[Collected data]
--------------------------------

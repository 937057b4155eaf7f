//! Page rasterisation: the [`PageRenderer`] seam and its pdfium backend.
//!
//! ## Why a trait?
//!
//! Rasterising a PDF page means running a full PDF renderer, which here is
//! the native pdfium library. Everything else in the engine is pure Rust.
//! Putting rendering behind a trait keeps the planner and the transforms
//! testable without pdfium on the machine, and lets embedders plug in a
//! different backend.
//!
//! ## Why spawn_blocking?
//!
//! pdfium is CPU-bound and not async-aware. Callers in async contexts run
//! the renderer inside `tokio::task::spawn_blocking` (the planner does this
//! for every transform), so Tokio worker threads never stall on a render.

use crate::codec::encode::encode_png;
use crate::document::PdfDocument;
use crate::error::BoardError;
use image::DynamicImage;
use pdfium_render::prelude::*;
use std::path::{Path, PathBuf};
use tracing::{debug, info};

/// Rasterises PDF pages. `scale` 1.0 renders one pixel per point (72 dpi).
pub trait PageRenderer: Send + Sync {
    /// Render 0-based page `index` of `pdf`.
    fn render_page(&self, pdf: &[u8], index: usize, scale: f32) -> Result<DynamicImage, BoardError>;

    /// Render every page, in page order.
    fn render_all(&self, pdf: &[u8], scale: f32) -> Result<Vec<DynamicImage>, BoardError> {
        let total = PdfDocument::load(pdf)?.page_count();
        (0..total).map(|i| self.render_page(pdf, i, scale)).collect()
    }
}

/// A rendered page encoded as PNG.
#[derive(Debug, Clone)]
pub struct Raster {
    pub png: Vec<u8>,
    pub width: u32,
    pub height: u32,
}

/// Render 1-based `page_number` of `pdf` to PNG.
///
/// Fails with [`BoardError::PageOutOfRange`] when the page does not exist.
pub fn render_page_to_raster(
    renderer: &dyn PageRenderer,
    pdf: &[u8],
    page_number: usize,
    scale: f32,
) -> Result<Raster, BoardError> {
    let total = PdfDocument::load(pdf)?.page_count();
    if page_number == 0 || page_number > total {
        return Err(BoardError::PageOutOfRange {
            page: page_number,
            total,
        });
    }
    let img = renderer.render_page(pdf, page_number - 1, scale)?;
    Ok(Raster {
        width: img.width(),
        height: img.height(),
        png: encode_png(&img)?,
    })
}

/// Render every page of `pdf` to PNG, in page order.
pub fn render_all_pages_to_raster(
    renderer: &dyn PageRenderer,
    pdf: &[u8],
    scale: f32,
) -> Result<Vec<Vec<u8>>, BoardError> {
    renderer
        .render_all(pdf, scale)?
        .iter()
        .map(encode_png)
        .collect()
}

/// Renderer backed by the pdfium shared library.
///
/// Library lookup order: an explicit path, then `PDFIUM_LIB_PATH` (file or
/// directory), then the system library search path.
#[derive(Debug, Clone, Default)]
pub struct PdfiumRenderer {
    library: Option<PathBuf>,
}

impl PdfiumRenderer {
    pub fn new() -> Self {
        Self::default()
    }

    /// Use the pdfium library at `path` (a file, or a directory containing it).
    pub fn with_library(path: impl Into<PathBuf>) -> Self {
        Self {
            library: Some(path.into()),
        }
    }

    /// Check that pdfium can be bound, without rendering anything.
    pub fn probe(&self) -> Result<(), BoardError> {
        self.bind().map(|_| ())
    }

    fn bind(&self) -> Result<Pdfium, BoardError> {
        let configured = self
            .library
            .clone()
            .or_else(|| std::env::var_os("PDFIUM_LIB_PATH").map(PathBuf::from));

        let bindings = match configured {
            Some(path) => Pdfium::bind_to_library(library_file(&path)),
            None => Pdfium::bind_to_system_library(),
        }
        .map_err(|e| BoardError::RendererUnavailable(e.to_string()))?;
        Ok(Pdfium::new(bindings))
    }
}

fn library_file(path: &Path) -> PathBuf {
    if path.is_dir() {
        Pdfium::pdfium_platform_library_name_at_path(path)
    } else {
        path.to_path_buf()
    }
}

impl PageRenderer for PdfiumRenderer {
    fn render_page(
        &self,
        pdf: &[u8],
        index: usize,
        scale: f32,
    ) -> Result<DynamicImage, BoardError> {
        let pdfium = self.bind()?;
        let document = pdfium
            .load_pdf_from_byte_slice(pdf, None)
            .map_err(|e| BoardError::pdf(format!("{:?}", e)))?;
        let pages = document.pages();
        let total = pages.len() as usize;
        if index >= total {
            return Err(BoardError::PageOutOfRange {
                page: index + 1,
                total,
            });
        }

        let page = pages
            .get(index as u16)
            .map_err(|e| BoardError::RendererUnavailable(format!("page {}: {:?}", index + 1, e)))?;
        let config = PdfRenderConfig::new().scale_page_by_factor(scale);
        let bitmap = page
            .render_with_config(&config)
            .map_err(|e| BoardError::RendererUnavailable(format!("page {}: {:?}", index + 1, e)))?;

        let image = bitmap.as_image();
        debug!("Rendered page {} → {}x{} px", index + 1, image.width(), image.height());
        Ok(image)
    }

    fn render_all(&self, pdf: &[u8], scale: f32) -> Result<Vec<DynamicImage>, BoardError> {
        // One binding and one parse for the whole document.
        let pdfium = self.bind()?;
        let document = pdfium
            .load_pdf_from_byte_slice(pdf, None)
            .map_err(|e| BoardError::pdf(format!("{:?}", e)))?;
        let config = PdfRenderConfig::new().scale_page_by_factor(scale);

        let mut out = Vec::new();
        for (i, page) in document.pages().iter().enumerate() {
            let bitmap = page
                .render_with_config(&config)
                .map_err(|e| BoardError::RendererUnavailable(format!("page {}: {:?}", i + 1, e)))?;
            out.push(bitmap.as_image());
        }
        info!("Rendered {} pages at scale {}", out.len(), scale);
        Ok(out)
    }
}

--------------------------------

## Task brief
Counting only lines with the word "return" in them, say how many there are in the entries above, with no other words.

## Result for this exercise
2